- Aim of the exercise
Where a line of the records contains the word "menu", show that line.
##### Material provided #####
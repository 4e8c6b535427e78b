//! barcarte - a digital bar menu for the terminal
//!
//! Browse drink categories, add items to an in-memory cart, and get a
//! transient toast confirmation that can be swiped away with the mouse.

// Core modules
pub mod app;
pub mod cart;
pub mod cli;
pub mod components;
pub mod config;
pub mod menu;
pub mod styles;
pub mod toast;
pub mod tui;
pub mod widgets;

// Re-exports for convenience
pub use cart::Cart;
pub use config::Config;
pub use menu::{Catalog, Category, MenuItem};
pub use toast::{Phase, ToastController, ToastTimings};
#####
- Result for this exercise
//! barcarte - a digital bar menu for the terminal
pub mod menu;
pub use menu::{Catalog, Category, MenuItem};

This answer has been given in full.